Currie Chieftains
- Full name: Currie Rugby Football Club
- Union: Scottish Rugby Union
- Nickname: Chieftains
- Founded: 1970; 56 years ago
- Location: Edinburgh, Scotland
- Ground(s): Malleny Park, Balerno, Edinburgh (Capacity: 2,000)
- President: Charles Mullins
- Coach(es): Mark Cairns Ally Donaldson
- Captain(s): Rhys Davies, Charlie Brett
- League: Scottish Premiership
- 2025–26: Scottish Premiership, 2nd of 10
| Team kit |

Official website
- curriechieftains.org

= Currie RFC =

Scottish rugby union club, based in Edinburgh

Currie Rugby Football Club are an Edinburgh-based rugby union club in the Scottish Rugby Union, they currently play in the Scottish Premiership. Despite the name, "Currie" RFC is actually based in the neighbouring suburb of Balerno, and they play at Malleny Park.

Currently the club run three senior sides, along with the Colts and youth rugby ages group teams.

==History==
The foundation of the club was initially started by six individuals; Bob Kirkwood, Jack Hogg, Roger Mclaren, Tom Chandler, David Bisset & Alex Galbraith. Having discussed the formation of a team in a local bar called the Weavers Knowe. From these discussions followed the idea to form a full rugby club in the local area.

The 'six' were joined by Gordon Stewart, and given the necessary backing and, more importantly, use of the facilities at Currie High School, by the Headmaster, Ronnie Paul. Together the group sent out posters and leaflets around the Currie, Balerno and Juniper Green area calling on all interested to attend an open meeting at Curriehill School in April 1970 to 'discuss the formation of a local Rugby Club'. On the given evening 35 individuals attended and it was agreed to form a club to be called Currie Rugby Football Club, with the aim of promoting and developing the game of rugby within the area for the benefit of the sport and the community. The club officially formed in April 1970 and in October that year a team was fielded to play Gala Wanderers at Gala. For the very first game the club played in jerseys borrowed from Boroughmuir. By January 1971 they were fielding two XVs and the following season a third occasionally appeared.

In the season 1973–74 the SRU decided to formalise the then unofficial championship and bring in a league structure, which gave Currie the entry to Edinburgh District League, Division II. Progress and promotion followed in 1976–77. The club was promoted from the District League into the National League during the 1979–80 season, where the club would go undefeated and scored over 1,000 points.

Successive promotion to Division 6 came the next year and following league reconstruction the club was in Division 5 by the start of the 1981–82 season. The rise of the club would continue with them winning promotion in 1982–83, 1985–86 and 1986–87 to arrive in Division 2 of the National League.

In 1989–90 Currie completed a remarkable rise through the leagues by finishing second in Division 2 and were promoted to Division 1 alongside Edinburgh Wanders. The club remained in the top division of Scottish Rugby until 1995 where league reconstruction saw them along with five other teams demoted into the Division 2. However, the club would bounce back the following year to win Division 2 outright regained promotion back to Division I, alongside Jed-Forest. The club have remained in the top tier of the National League ever since.
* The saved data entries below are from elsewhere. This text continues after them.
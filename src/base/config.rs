//! Load configuration via `config` crate with env-override support.

use std::{ops::Deref, sync::Arc};

use serde::Deserialize;

use super::types::Res;

/// Default status endpoint of the Practicum API.
fn default_practicum_endpoint() -> String {
    "https://practicum.yandex.ru/api/user_api/homework_statuses/".to_string()
}

/// Default pause between two poll cycles, in seconds.
fn default_retry_period() -> u64 {
    600
}

/// Configuration for the homework-bot application.
#[derive(Debug, Clone)]
pub struct Config {
    pub inner: Arc<ConfigInner>,
}

impl Deref for Config {
    type Target = ConfigInner;

    fn deref(&self) -> &Self::Target {
        &self.inner
    }
}

#[derive(Debug, Deserialize, Clone, Default)]
pub struct ConfigInner {
    /// Practicum API token (`PRACTICUM_TOKEN`).
    #[serde(default)]
    pub practicum_token: String,
    /// Telegram bot token (`TELEGRAM_TOKEN`).
    #[serde(default)]
    pub telegram_token: String,
    /// Telegram chat that receives notifications (`TELEGRAM_CHAT_ID`).
    ///
    /// Either a numeric chat id or a `@channel` username.
    #[serde(default)]
    pub telegram_chat_id: String,
    /// Homework status endpoint (`PRACTICUM_ENDPOINT`).
    #[serde(default = "default_practicum_endpoint")]
    pub practicum_endpoint: String,
    /// Seconds to wait between poll cycles (`RETRY_PERIOD`).
    #[serde(default = "default_retry_period")]
    pub retry_period: u64,
    /// OTLP/HTTP collector endpoint for span export (`OTLP_ENDPOINT`).
    #[serde(default)]
    pub otlp_endpoint: Option<String>,
}

impl Config {
    pub fn load(explicit_path: Option<&std::path::Path>) -> Res<Self> {
        // A missing `.env` is fine; the real environment may carry everything.
        let _ = dotenvy::dotenv();

        let mut cfg = config::Config::builder().add_source(config::Environment::default());

        if let Some(p) = explicit_path {
            cfg = cfg.add_source(config::File::from(p.to_path_buf()));
        } else if std::path::Path::new(".hidden/config.toml").exists() {
            cfg = cfg.add_source(config::File::with_name(".hidden/config.toml"));
        }

        let result = Config {
            inner: Arc::new(cfg.build()?.try_deserialize()?),
        };

        if result.retry_period < 1 {
            return Err(anyhow::anyhow!("Retry period must be at least 1 second."));
        }

        if result.practicum_endpoint.trim().is_empty() {
            return Err(anyhow::anyhow!("Practicum endpoint must not be empty."));
        }

        Ok(result)
    }

    /// Returns `true` iff every required secret is present.
    pub fn check_tokens(&self) -> bool {
        self.missing_tokens().is_empty()
    }

    /// Names of the required environment variables that are empty or unset.
    pub fn missing_tokens(&self) -> Vec<&'static str> {
        [
            ("PRACTICUM_TOKEN", &self.practicum_token),
            ("TELEGRAM_TOKEN", &self.telegram_token),
            ("TELEGRAM_CHAT_ID", &self.telegram_chat_id),
        ]
        .into_iter()
        .filter(|(_, value)| value.trim().is_empty())
        .map(|(name, _)| name)
        .collect()
    }

    /// Retry period as a [`std::time::Duration`].
    pub fn retry_interval(&self) -> std::time::Duration {
        std::time::Duration::from_secs(self.retry_period)
    }
}

impl From<ConfigInner> for Config {
    fn from(inner: ConfigInner) -> Self {
        Self { inner: Arc::new(inner) }
    }
}
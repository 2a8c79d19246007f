use tracing::{debug, error, instrument};

use crate::service::chat::ChatClient;

/// Deliver `text` to the configured chat.
///
/// Delivery problems are logged and reported as `false`; they never escape.
#[instrument(skip_all)]
pub async fn send_message(chat: &ChatClient, text: &str) -> bool {
    match chat.send_message(text).await {
        Ok(()) => {
            debug!("Bot sent message: {text}");
            true
        }
        Err(err) => {
            error!("Could not send message: {err}");
            false
        }
    }
}
//! Binary entry point for `homework-bot`.
//!
//! This module provides the command-line interface for homework-bot with options
//! for configuration file paths and logging verbosity. It checks the required
//! credentials before starting the poll loop.

use clap::Parser;
use homework_bot::base::{config::Config, logging::LineFormat, types::Void};
use opentelemetry::trace::TracerProvider;
use opentelemetry_otlp::{Protocol, WithExportConfig};
use tracing::error;
use tracing_subscriber::{layer::SubscriberExt, util::SubscriberInitExt};

/// Homework-bot – Practicum review status notifications in Telegram.
///
/// Credentials come from the environment (`PRACTICUM_TOKEN`, `TELEGRAM_TOKEN`,
/// `TELEGRAM_CHAT_ID`), a `.env` file, or a TOML config file.
#[derive(Parser, Debug)]
#[command(version, about, long_about = None)]
struct Args {
    /// Override the config file path (optional).
    ///
    /// By default, the bot will look for a config file at `.hidden/config.toml`
    /// in the current directory.
    #[arg(short, long)]
    config: Option<std::path::PathBuf>,
    /// Increase log verbosity (-v, -vv, etc.).
    ///
    /// Use multiple times to increase verbosity:
    /// - No flag: INFO level
    /// - -v: DEBUG level
    /// - -vv or more: TRACE level
    #[arg(short, long, action = clap::ArgAction::Count)]
    verbose: u8,
}

/// Main entry point for the homework-bot binary.
///
/// Loads configuration, sets up logging based on verbosity, validates the
/// credentials, and starts the bot.
#[tokio::main]
async fn main() -> Void {
    let args = Args::parse();

    let config = Config::load(args.config.as_deref())?;

    // Construct the level filter.

    let level = match args.verbose {
        0 => tracing::Level::INFO,
        1 => tracing::Level::DEBUG,
        _ => tracing::Level::TRACE,
    };

    let level_filter = tracing_subscriber::filter::LevelFilter::from_level(level);

    // Prepare the log layer.

    let stdout = tracing_subscriber::fmt::layer().event_format(LineFormat).with_writer(std::io::stdout);

    // Prepare the otlp layer, if a collector is configured.

    let otel = match config.otlp_endpoint.as_deref().map(str::trim).filter(|e| !e.is_empty()) {
        Some(endpoint) => {
            let exporter = opentelemetry_otlp::SpanExporter::builder()
                .with_http()
                .with_protocol(Protocol::HttpBinary)
                .with_endpoint(endpoint)
                .build()?;
            let provider = opentelemetry_sdk::trace::SdkTracerProvider::builder().with_batch_exporter(exporter).build();
            let tracer = provider.tracer("homework-bot");
            opentelemetry::global::set_tracer_provider(provider);

            Some(tracing_opentelemetry::layer().with_tracer(tracer))
        }
        None => None,
    };

    tracing_subscriber::registry().with(otel).with(level_filter).with(stdout).init();

    if !config.check_tokens() {
        error!("Missing required environment variables: {}", config.missing_tokens().join(", "));
        std::process::exit(1);
    }

    homework_bot::start(config).await
}
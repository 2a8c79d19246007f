//! Validation of status API answers and extraction of verdicts.

use serde_json::Value;
use tracing::error;

use crate::base::{
    types::{BotError, HomeworkStatus},
    verdicts,
};

/// Check that a status API answer has the documented shape.
///
/// Returns the most recent homework record, or `None` when nothing changed
/// in the polled window.
pub fn check_response(response: &Value) -> Result<Option<&Value>, BotError> {
    let Some(response) = response.as_object() else {
        return Err(BotError::UnexpectedType { what: "API", expected: "объект" });
    };

    let homeworks = response.get("homeworks").ok_or(BotError::MissingKey("homeworks"))?;

    let Some(homeworks) = homeworks.as_array() else {
        return Err(BotError::UnexpectedType { what: "homeworks", expected: "список" });
    };

    if !response.contains_key("current_date") {
        error!("Status API answer has no `current_date` key");
        return Err(BotError::MissingKey("current_date"));
    }

    Ok(homeworks.first())
}

/// Build the notification text for a single homework record.
pub fn parse_status(homework: &Value) -> Result<String, BotError> {
    let homework_name = homework.get("homework_name").ok_or(BotError::MissingKey("homework_name"))?;
    let status = homework.get("status").ok_or(BotError::MissingKey("status"))?;

    let homework_name = match homework_name {
        Value::String(name) => name.clone(),
        other => other.to_string(),
    };

    let status: HomeworkStatus = match status {
        Value::String(status) => status.parse()?,
        other => return Err(BotError::UnknownStatus(other.to_string())),
    };

    Ok(verdicts::status_changed(&homework_name, status.verdict()))
}

/// The server-side timestamp of an answer, when it carries a usable one.
pub fn current_date(response: &Value) -> Option<i64> {
    response.get("current_date").and_then(Value::as_i64)
}

// Tests.

#[cfg(test)]
mod tests {
    use serde_json::json;

    use super::*;
    use crate::base::types::ErrorKind;

    #[test]
    fn non_object_answers_are_type_errors() {
        for answer in [json!("homeworks"), json!([{"homeworks": []}]), json!(null), json!(42)] {
            let err = check_response(&answer).unwrap_err();
            assert_eq!(err.kind(), ErrorKind::Type, "answer: {answer}");
        }
    }

    #[test]
    fn missing_homeworks_is_a_key_error() {
        let err = check_response(&json!({"current_date": 100})).unwrap_err();
        assert_eq!(err.kind(), ErrorKind::Key);
        assert_eq!(err.to_string(), "Отсутствует ключ homeworks");
    }

    #[test]
    fn homeworks_must_be_a_list() {
        let err = check_response(&json!({"homeworks": {"homework_name": "hw1"}, "current_date": 100})).unwrap_err();
        assert_eq!(err.kind(), ErrorKind::Type);
    }

    #[test]
    fn missing_current_date_is_a_key_error() {
        let err = check_response(&json!({"homeworks": []})).unwrap_err();
        assert_eq!(err.kind(), ErrorKind::Key);
        assert_eq!(err.to_string(), "Отсутствует ключ current_date");
    }

    #[test]
    fn empty_homework_list_means_no_change() {
        let answer = json!({"homeworks": [], "current_date": 100});
        assert_eq!(check_response(&answer).unwrap(), None);
    }

    #[test]
    fn first_homework_is_returned() {
        let answer = json!({
            "homeworks": [
                {"homework_name": "hw2", "status": "reviewing"},
                {"homework_name": "hw1", "status": "approved"}
            ],
            "current_date": 100
        });

        let homework = check_response(&answer).unwrap().unwrap();
        assert_eq!(homework["homework_name"], "hw2");
    }

    #[test]
    fn approved_status_sentence() {
        let text = parse_status(&json!({"homework_name": "hw1", "status": "approved"})).unwrap();
        assert_eq!(text, "Изменился статус проверки работы \"hw1\": Работа проверена: ревьюеру всё понравилось. Ура!");
    }

    #[test]
    fn every_status_maps_to_its_verdict() {
        let expected = [
            ("approved", "Работа проверена: ревьюеру всё понравилось. Ура!"),
            ("reviewing", "Работа взята на проверку ревьюером."),
            ("rejected", "Работа проверена: у ревьюера есть замечания."),
        ];

        for (status, verdict) in expected {
            let text = parse_status(&json!({"homework_name": "project", "status": status})).unwrap();
            assert_eq!(text, format!("Изменился статус проверки работы \"project\": {verdict}"));
        }
    }

    #[test]
    fn unknown_status_is_a_key_error() {
        let err = parse_status(&json!({"homework_name": "hw1", "status": "lost"})).unwrap_err();
        assert_eq!(err.kind(), ErrorKind::Key);

        let err = parse_status(&json!({"homework_name": "hw1", "status": 3})).unwrap_err();
        assert_eq!(err.kind(), ErrorKind::Key);
    }

    #[test]
    fn missing_fields_are_key_errors() {
        let err = parse_status(&json!({"status": "approved"})).unwrap_err();
        assert_eq!(err.to_string(), "Отсутствует ключ homework_name");

        let err = parse_status(&json!({"homework_name": "hw1"})).unwrap_err();
        assert_eq!(err.to_string(), "Отсутствует ключ status");
    }

    #[test]
    fn current_date_requires_an_integer() {
        assert_eq!(current_date(&json!({"current_date": 1000})), Some(1000));
        assert_eq!(current_date(&json!({"current_date": "1000"})), None);
        assert_eq!(current_date(&json!({})), None);
    }
}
In 2006–07 season Currie secured their first Division 1 championship with victory over Heriots at Goldenacre, beating Glasgow Hawks to the league title. It completed the fastest ever journey from club formation to League success in the history of Scottish Rugby. They would repeat this in 2009–10 beating Ayr to the title.

In 2017, they rebranded as the Currie Chieftains.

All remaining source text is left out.